Hackers are even employed by companies.Both hacker and a cracker may break into your database but the hacker wouldn't delete important files and documents that would led you to a crash and incurr huge economic losses.
xtremebuster
1) This is the wrong place for this reply
2)
From Jargon File (4.3.0, 30 APR 2001) :
hacker n. [originally, someone who makes furniture with an axe] 1. A
person who enjoys exploring the details of programmable systems and how
to stretch their capabilities, as opposed to most users, who prefer to
learn only the minimum necessary. 2. One who programs enthusiastically
(even obsessively) or who enjoys programming rather than just theorizing
about programming. 3. A person capable of appreciating hack value. 4.
A person who is good at programming quickly. 5. An expert at a
particular program, or one who frequently does work using it or on it;
as in `a Unix hacker'. (Definitions 1 through 5 are correlated, and
people who fit them congregate.) 6. An expert or enthusiast of any kind.
One might be an astronomy hacker, for example. 7. One who enjoys the
intellectual challenge of creatively overcoming or circumventing
limitations. 8. [deprecated] A malicious meddler who tries to discover
sensitive information by poking around. Hence `password hacker',
`network hacker'. The correct term for this sense is cracker.
The term `hacker' also tends to connote membership in the global
community defined by the net (see the network and Internet address).
For discussion of some of the basics of this culture, see the How To
Become A Hacker (http://www.tuxedo.org/~esr/faqs/hacker-howto.html) FAQ.
It also implies that the person described is seen to subscribe to some
version of the hacker ethic (see hacker ethic).
It is better to be described as a hacker by others than to describe
oneself that way. Hackers consider themselves something of an elite (a
meritocracy based on ability), though one to which new members are
gladly welcome. There is thus a certain ego satisfaction to be had in
identifying yourself as a hacker (but if you claim to be one and are
not, you'll quickly be labeled bogus). See also geek, wannabee.
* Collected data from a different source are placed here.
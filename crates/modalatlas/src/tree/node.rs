//! Syntax tree nodes
//!
//! Nodes live in the arena of the [`Formula`](super::Formula) that owns them
//! and refer to each other by [`NodeId`].  Children are owned by exactly one
//! parent; the `parent` link is navigation only.
//!
//! Two fields are caches: `rendered` is written when the node is built (and
//! by [`Formula::refresh_rendered`](super::Formula::refresh_rendered)), and
//! `size` is written by [`Formula::recompute_sizes`](super::Formula::recompute_sizes).
//! Neither is updated by structural edits such as child swaps.

use super::Formula;
use crate::logic::Token;
use std::fmt;

/// Index of a node inside its formula's arena
#[derive(Debug, Copy, Clone, PartialEq, Eq, Hash, PartialOrd, Ord)]
pub struct NodeId(pub(crate) u32);

impl NodeId {
    /// Get the raw index value
    pub fn as_u32(self) -> u32 {
        self.0
    }

    pub(crate) fn index(self) -> usize {
        self.0 as usize
    }
}

/// A single node of a syntax tree
#[derive(Debug, Clone, PartialEq)]
pub struct Node {
    pub(crate) token: Token,
    pub(crate) rendered: String,
    pub(crate) size: usize,
    pub(crate) parent: Option<NodeId>,
    pub(crate) left: Option<NodeId>,
    pub(crate) right: Option<NodeId>,
}

impl Node {
    pub(crate) fn leaf(token: Token) -> Self {
        let rendered = token.to_string();
        Node {
            token,
            rendered,
            size: 1,
            parent: None,
            left: None,
            right: None,
        }
    }

    pub fn token(&self) -> &Token {
        &self.token
    }

    /// Cached rendering of the subtree rooted here
    pub fn rendered(&self) -> &str {
        &self.rendered
    }

    /// Cached subtree size, valid after the last size pass
    pub fn size(&self) -> usize {
        self.size
    }

    pub fn parent(&self) -> Option<NodeId> {
        self.parent
    }

    pub fn left(&self) -> Option<NodeId> {
        self.left
    }

    pub fn right(&self) -> Option<NodeId> {
        self.right
    }

    pub fn is_leaf(&self) -> bool {
        self.left.is_none() && self.right.is_none()
    }
}

/// Borrowed handle to a node together with the formula that owns it
#[derive(Clone, Copy)]
pub struct NodeRef<'a> {
    pub(crate) formula: &'a Formula,
    pub(crate) id: NodeId,
}

impl<'a> NodeRef<'a> {
    pub fn id(&self) -> NodeId {
        self.id
    }

    pub fn node(&self) -> &'a Node {
        self.formula.node(self.id)
    }

    pub fn token(&self) -> &'a Token {
        &self.node().token
    }

    pub fn rendered(&self) -> &'a str {
        &self.node().rendered
    }

    pub fn size(&self) -> usize {
        self.node().size
    }

    pub fn is_leaf(&self) -> bool {
        self.node().is_leaf()
    }

    pub fn left(&self) -> Option<NodeRef<'a>> {
        self.node().left.map(|id| self.formula.node_ref(id))
    }

    pub fn right(&self) -> Option<NodeRef<'a>> {
        self.node().right.map(|id| self.formula.node_ref(id))
    }

    pub fn parent(&self) -> Option<NodeRef<'a>> {
        self.node().parent.map(|id| self.formula.node_ref(id))
    }

    pub fn height(&self) -> usize {
        self.formula.height_at(self.id)
    }

    pub fn modal_depth(&self) -> usize {
        self.formula.modal_depth_at(self.id)
    }

    /// Render the subtree from its current structure
    pub fn render(&self) -> String {
        self.formula.render_at(self.id)
    }
}

impl fmt::Debug for NodeRef<'_> {
    fn fmt(&self, f: &mut fmt::Formatter<'_>) -> fmt::Result {
        f.debug_struct("NodeRef")
            .field("id", &self.id)
            .field("rendered", &self.rendered())
            .field("size", &self.size())
            .finish()
    }
}

impl fmt::Display for NodeRef<'_> {
    fn fmt(&self, f: &mut fmt::Formatter<'_>) -> fmt::Result {
        write!(f, "{}", self.render())
    }
}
This term seems to have been first adopted as a badge in the 1960s by
the hacker culture surrounding TMRC and the MIT AI Lab. We have a report
that it was used in a sense close to this entry's by teenage radio hams
and electronics tinkerers in the mid-1950s.
From Jargon File (4.3.0, 30 APR 2001) :
cracker n. One who breaks security on a system. Coined ca. 1985 by
hackers in defense against journalistic misuse of hacker (q.v., sense
8). An earlier attempt to establish `worm' in this sense around 1981-82
on Usenet was largely a failure.
Use of both these neologisms reflects a strong revulsion against the
theft and vandalism perpetrated by cracking rings. While it is expected
that any real hacker will have done some playful cracking and knows many
of the basic techniques, anyone past larval stage is expected to have
outgrown the desire to do so except for immediate, benign, practical
reasons (for example, if it's necessary to get around some security in
order to get some work done).
Thus, there is far less overlap between hackerdom and crackerdom than
the mundane reader misled by sensationalistic journalism might expect.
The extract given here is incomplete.